Excerpts from a dataset:
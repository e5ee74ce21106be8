//! # Min-Max Heap
//!
//! Double-ended binary heap over a growable array. The array, read as an
//! implicit binary tree, alternates min and max layers by depth: a node on
//! a min layer is <= every descendant, a node on a max layer is >= every
//! descendant. Both the minimum (index 0) and the maximum (index 1 or 2)
//! are therefore available in O(1), and either end can be popped in
//! O(log n).
//!
//! ## Architecture
//!
//! ```text
//! layer 0 (min):                 [ 8]
//! layer 1 (max):         [71]           [51]
//! layer 2 (min):     [31]   [10]    [13]    [16]
//! layer 3 (max):   [46][31][11][41][21]
//! ```
//!
//! Growth is explicit and fallible: storage doubles starting at 16 slots,
//! and a failed reservation leaves the heap unmodified.

use tracing::debug;

use crate::error::{Error, Result};

/// First allocation, in elements. Doubles from here on.
const INITIAL_CAPACITY: usize = 16;

/// Double-ended (min-max) binary heap
pub struct MinMaxHeap<T> {
    items: Vec<T>,
}

#[inline]
fn parent(idx: usize) -> usize {
    (idx - 1) / 2
}

#[inline]
fn grandparent(idx: usize) -> usize {
    parent(parent(idx))
}

/// True if `idx` sits on a max layer (odd depth).
#[inline]
fn on_max_layer(idx: usize) -> bool {
    (idx + 1).ilog2() & 1 == 1
}

impl<T: Ord> MinMaxHeap<T> {
    /// Create an empty heap. Does not allocate.
    pub fn new() -> Self {
        Self { items: Vec::new() }
    }

    /// Number of elements held.
    pub fn len(&self) -> usize {
        self.items.len()
    }

    /// Check if empty
    pub fn is_empty(&self) -> bool {
        self.items.is_empty()
    }

    /// Current allocated capacity, in elements.
    pub fn capacity(&self) -> usize {
        self.items.capacity()
    }

    /// The minimum element, without removing it.
    pub fn peek_min(&self) -> Option<&T> {
        self.items.first()
    }

    /// The maximum element, without removing it.
    pub fn peek_max(&self) -> Option<&T> {
        match self.items.len() {
            0 => None,
            1 | 2 => self.items.last(),
            // Both layer-1 roots exist; the maximum is the larger one.
            _ => Some(std::cmp::max(&self.items[1], &self.items[2])),
        }
    }

    /// Insert `value`, growing storage if needed.
    ///
    /// Returns [`Error::AllocationFailed`] and leaves the heap unmodified
    /// if the reservation fails.
    pub fn push(&mut self, value: T) -> Result<()> {
        if self.items.len() == self.items.capacity() {
            let additional = self.items.capacity().max(INITIAL_CAPACITY);
            self.items
                .try_reserve_exact(additional)
                .map_err(|_| Error::AllocationFailed {
                    what: "growing heap storage",
                })?;
            debug!(capacity = self.items.capacity(), "heap storage grown");
        }
        self.items.push(value);
        self.bubble_up(self.items.len() - 1);
        Ok(())
    }

    /// Remove and return the minimum element, or `None` if empty.
    pub fn pop_min(&mut self) -> Option<T> {
        if self.items.is_empty() {
            return None;
        }
        let value = self.items.swap_remove(0);
        if !self.items.is_empty() {
            self.trickle_down_min(0);
        }
        Some(value)
    }

    /// Remove and return the maximum element, or `None` if empty.
    pub fn pop_max(&mut self) -> Option<T> {
        let idx = match self.items.len() {
            0 => return None,
            1 => 0,
            2 => 1,
            // Two max roots; the maximum is the larger of the two.
            _ => {
                if self.items[1] >= self.items[2] {
                    1
                } else {
                    2
                }
            }
        };
        let value = self.items.swap_remove(idx);
        if idx < self.items.len() {
            self.trickle_down_max(idx);
        }
        Some(value)
    }

    /// Make an independent copy sharing no storage with `self`.
    ///
    /// Allocates exactly `len` elements; a failed reservation leaves both
    /// heaps intact.
    pub fn duplicate(&self) -> Result<Self>
    where
        T: Clone,
    {
        let mut items = Vec::new();
        items
            .try_reserve_exact(self.items.len())
            .map_err(|_| Error::AllocationFailed {
                what: "duplicating heap storage",
            })?;
        items.extend_from_slice(&self.items);
        Ok(Self { items })
    }

    /// Repair upward after appending at `idx`.
    ///
    /// One parent swap corrects a layer-parity violation; after that,
    /// ordering only needs to hold against same-parity ancestors, which
    /// sit two levels up, so the climb compares grandparents.
    fn bubble_up(&mut self, idx: usize) {
        if idx == 0 {
            return;
        }
        let parent = parent(idx);
        if on_max_layer(idx) {
            if self.items[idx] < self.items[parent] {
                self.items.swap(idx, parent);
                self.bubble_up_min(parent);
            } else {
                self.bubble_up_max(idx);
            }
        } else if self.items[idx] > self.items[parent] {
            self.items.swap(idx, parent);
            self.bubble_up_max(parent);
        } else {
            self.bubble_up_min(idx);
        }
    }

    fn bubble_up_min(&mut self, mut idx: usize) {
        // Indices 0..=2 have no grandparent.
        while idx > 2 {
            let grand = grandparent(idx);
            if self.items[idx] >= self.items[grand] {
                break;
            }
            self.items.swap(idx, grand);
            idx = grand;
        }
    }

    fn bubble_up_max(&mut self, mut idx: usize) {
        while idx > 2 {
            let grand = grandparent(idx);
            if self.items[idx] <= self.items[grand] {
                break;
            }
            self.items.swap(idx, grand);
            idx = grand;
        }
    }

    /// Smallest element among `idx` and its direct children.
    fn min_through(&self, idx: usize) -> usize {
        let left = 2 * idx + 1;
        let right = left + 1;
        if right < self.items.len() {
            if self.items[left] <= self.items[right] {
                left
            } else {
                right
            }
        } else if left < self.items.len() {
            left
        } else {
            idx
        }
    }

    /// Largest element among `idx` and its direct children.
    fn max_through(&self, idx: usize) -> usize {
        let left = 2 * idx + 1;
        let right = left + 1;
        if right < self.items.len() {
            if self.items[left] >= self.items[right] {
                left
            } else {
                right
            }
        } else if left < self.items.len() {
            left
        } else {
            idx
        }
    }

    /// Repair downward from a min-layer position.
    ///
    /// The candidate successor is the minimum over the children and
    /// grandchildren of `idx` (the nearest same-parity descendants).
    fn trickle_down_min(&mut self, mut idx: usize) {
        loop {
            let left = 2 * idx + 1;
            let right = left + 1;
            let min = if right < self.items.len() {
                let lmin = self.min_through(left);
                let rmin = self.min_through(right);
                if self.items[lmin] <= self.items[rmin] {
                    lmin
                } else {
                    rmin
                }
            } else if left < self.items.len() {
                self.min_through(left)
            } else {
                break;
            };
            if self.items[idx] <= self.items[min] {
                break;
            }
            self.items.swap(idx, min);
            if min > right {
                // Sank two levels at once; the max-layer node in between
                // must still dominate the moved value.
                let up = parent(min);
                if self.items[min] > self.items[up] {
                    self.items.swap(min, up);
                }
            }
            idx = min;
        }
    }

    /// Repair downward from a max-layer position.
    fn trickle_down_max(&mut self, mut idx: usize) {
        loop {
            let left = 2 * idx + 1;
            let right = left + 1;
            let max = if right < self.items.len() {
                let lmax = self.max_through(left);
                let rmax = self.max_through(right);
                if self.items[lmax] >= self.items[rmax] {
                    lmax
                } else {
                    rmax
                }
            } else if left < self.items.len() {
                self.max_through(left)
            } else {
                break;
            };
            if self.items[idx] >= self.items[max] {
                break;
            }
            self.items.swap(idx, max);
            if max > right {
                // Sank two levels at once; the min-layer node in between
                // must still stay below the moved value.
                let up = parent(max);
                if self.items[max] < self.items[up] {
                    self.items.swap(max, up);
                }
            }
            idx = max;
        }
    }
}

impl<T: Ord> Default for MinMaxHeap<T> {
    fn default() -> Self {
        Self::new()
    }
}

ACTIVITY:
Quote all of the entries exactly as they appear.

RESULT:
repository e5ee74ce21106be8
//! # Min-Max Heap
//!
//! Double-ended binary heap over a growable array. The array, read as an
//! implicit binary tree, alternates min and max layers by depth: a node on
//! a min layer is <= every descendant, a node on a max layer is >= every
//! descendant. Both the minimum (index 0) and the maximum (index 1 or 2)
//! are therefore available in O(1), and either end can be popped in
//! O(log n).
//!
//! ## Architecture
//!
//! ```text
//! layer 0 (min):                 [ 8]
//! layer 1 (max):         [71]           [51]
//! layer 2 (min):     [31]   [10]    [13]    [16]
//! layer 3 (max):   [46][31][11][41][21]
//! ```
//!
//! Growth is explicit and fallible: storage doubles starting at 16 slots,
//! and a failed reservation leaves the heap unmodified.

use tracing::debug;

use crate::error::{Error, Result};

/// First allocation, in elements. Doubles from here on.
const INITIAL_CAPACITY: usize = 16;

/// Double-ended (min-max) binary heap
pub struct MinMaxHeap<T> {
    items: Vec<T>,
}

#[inline]
fn parent(idx: usize) -> usize {
    (idx - 1) / 2
}

#[inline]
fn grandparent(idx: usize) -> usize {
    parent(parent(idx))
}

/// True if `idx` sits on a max layer (odd depth).
#[inline]
fn on_max_layer(idx: usize) -> bool {
    (idx + 1).ilog2() & 1 == 1
}

impl<T: Ord> MinMaxHeap<T> {
    /// Create an empty heap. Does not allocate.
    pub fn new() -> Self {
        Self { items: Vec::new() }
    }

    /// Number of elements held.
    pub fn len(&self) -> usize {
        self.items.len()
    }

    /// Check if empty
    pub fn is_empty(&self) -> bool {
        self.items.is_empty()
    }

    /// Current allocated capacity, in elements.
    pub fn capacity(&self) -> usize {
        self.items.capacity()
    }

    /// The minimum element, without removing it.
    pub fn peek_min(&self) -> Option<&T> {
        self.items.first()
    }

    /// The maximum element, without removing it.
    pub fn peek_max(&self) -> Option<&T> {
        match self.items.len() {
            0 => None,
            1 | 2 => self.items.last(),
            // Both layer-1 roots exist; the maximum is the larger one.
            _ => Some(std::cmp::max(&self.items[1], &self.items[2])),
        }
    }

    /// Insert `value`, growing storage if needed.
    ///
    /// Returns [`Error::AllocationFailed`] and leaves the heap unmodified
    /// if the reservation fails.
    pub fn push(&mut self, value: T) -> Result<()> {
        if self.items.len() == self.items.capacity() {
            let additional = self.items.capacity().max(INITIAL_CAPACITY);
            self.items
                .try_reserve_exact(additional)
                .map_err(|_| Error::AllocationFailed {
                    what: "growing heap storage",
                })?;
            debug!(capacity = self.items.capacity(), "heap storage grown");
        }
        self.items.push(value);
        self.bubble_up(self.items.len() - 1);
        Ok(())
    }

    /// Remove and return the minimum element, or `None` if empty.
    pub fn pop_min(&mut self) -> Option<T> {
        if self.items.is_empty() {
            return None;
        }
        let value = self.items.swap_remove(0);
        if !self.items.is_empty() {
            self.trickle_down_min(0);
        }
        Some(value)
    }

    /// Remove and return the maximum element, or `None` if empty.
    pub fn pop_max(&mut self) -> Option<T> {
        let idx = match self.items.len() {
            0 => return None,
            1 => 0,
            2 => 1,
            // Two max roots; the maximum is the larger of the two.
            _ => {
                if self.items[1] >= self.items[2] {
                    1
                } else {
                    2
                }
            }
        };
        let value = self.items.swap_remove(idx);
        if idx < self.items.len() {
            self.trickle_down_max(idx);
        }
        Some(value)
    }

    /// Make an independent copy sharing no storage with `self`.
    ///
    /// Allocates exactly `len` elements; a failed reservation leaves both
    /// heaps intact.
    pub fn duplicate(&self) -> Result<Self>
    where
        T: Clone,
    {
        let mut items = Vec::new();
        items
            .try_reserve_exact(self.items.len())
            .map_err(|_| Error::AllocationFailed {
                what: "duplicating heap storage",
            })?;
        items.extend_from_slice(&self.items);
        Ok(Self { items })
    }

    /// Repair upward after appending at `idx`.
    ///
    /// One parent swap corrects a layer-parity violation; after that,
    /// ordering only needs to hold against same-parity ancestors, which
    /// sit two levels up, so the climb compares grandparents.
    fn bubble_up(&mut self, idx: usize) {
        if idx == 0 {
            return;
        }
        let parent = parent(idx);
        if on_max_layer(idx) {
            if self.items[idx] < self.items[parent] {
                self.items.swap(idx, parent);
                self.bubble_up_min(parent);
            } else {
                self.bubble_up_max(idx);
            }
        } else if self.items[idx] > self.items[parent] {
            self.items.swap(idx, parent);
            self.bubble_up_max(parent);
        } else {
            self.bubble_up_min(idx);
        }
    }

    fn bubble_up_min(&mut self, mut idx: usize) {
        // Indices 0..=2 have no grandparent.
        while idx > 2 {
            let grand = grandparent(idx);
            if self.items[idx] >= self.items[grand] {
                break;
            }
            self.items.swap(idx, grand);
            idx = grand;
        }
    }

    fn bubble_up_max(&mut self, mut idx: usize) {
        while idx > 2 {
            let grand = grandparent(idx);
            if self.items[idx] <= self.items[grand] {
                break;
            }
            self.items.swap(idx, grand);
            idx = grand;
        }
    }

    /// Smallest element among `idx` and its direct children.
    fn min_through(&self, idx: usize) -> usize {
        let left = 2 * idx + 1;
        let right = left + 1;
        if right < self.items.len() {
            if self.items[left] <= self.items[right] {
                left
            } else {
                right
            }
        } else if left < self.items.len() {
            left
        } else {
            idx
        }
    }

    /// Largest element among `idx` and its direct children.
    fn max_through(&self, idx: usize) -> usize {
        let left = 2 * idx + 1;
        let right = left + 1;
        if right < self.items.len() {
            if self.items[left] >= self.items[right] {
                left
            } else {
                right
            }
        } else if left < self.items.len() {
            left
        } else {
            idx
        }
    }

    /// Repair downward from a min-layer position.
    ///
    /// The candidate successor is the minimum over the children and
    /// grandchildren of `idx` (the nearest same-parity descendants).
    fn trickle_down_min(&mut self, mut idx: usize) {
        loop {
            let left = 2 * idx + 1;
            let right = left + 1;
            let min = if right < self.items.len() {
                let lmin = self.min_through(left);
                let rmin = self.min_through(right);
                if self.items[lmin] <= self.items[rmin] {
                    lmin
                } else {
                    rmin
                }
            } else if left < self.items.len() {
                self.min_through(left)
            } else {
                break;
            };
            if self.items[idx] <= self.items[min] {
                break;
            }
            self.items.swap(idx, min);
            if min > right {
                // Sank two levels at once; the max-layer node in between
                // must still dominate the moved value.
                let up = parent(min);
                if self.items[min] > self.items[up] {
                    self.items.swap(min, up);
                }
            }
            idx = min;
        }
    }

    /// Repair downward from a max-layer position.
    fn trickle_down_max(&mut self, mut idx: usize) {
        loop {
            let left = 2 * idx + 1;
            let right = left + 1;
            let max = if right < self.items.len() {
                let lmax = self.max_through(left);
                let rmax = self.max_through(right);
                if self.items[lmax] >= self.items[rmax] {
                    lmax
                } else {
                    rmax
                }
            } else if left < self.items.len() {
                self.max_through(left)
            } else {
                break;
            };
            if self.items[idx] >= self.items[max] {
                break;
            }
            self.items.swap(idx, max);
            if max > right {
                // Sank two levels at once; the min-layer node in between
                // must still stay below the moved value.
                let up = parent(max);
                if self.items[max] < self.items[up] {
                    self.items.swap(max, up);
                }
            }
            idx = max;
        }
    }
}

impl<T: Ord> Default for MinMaxHeap<T> {
    fn default() -> Self {
        Self::new()
    }
}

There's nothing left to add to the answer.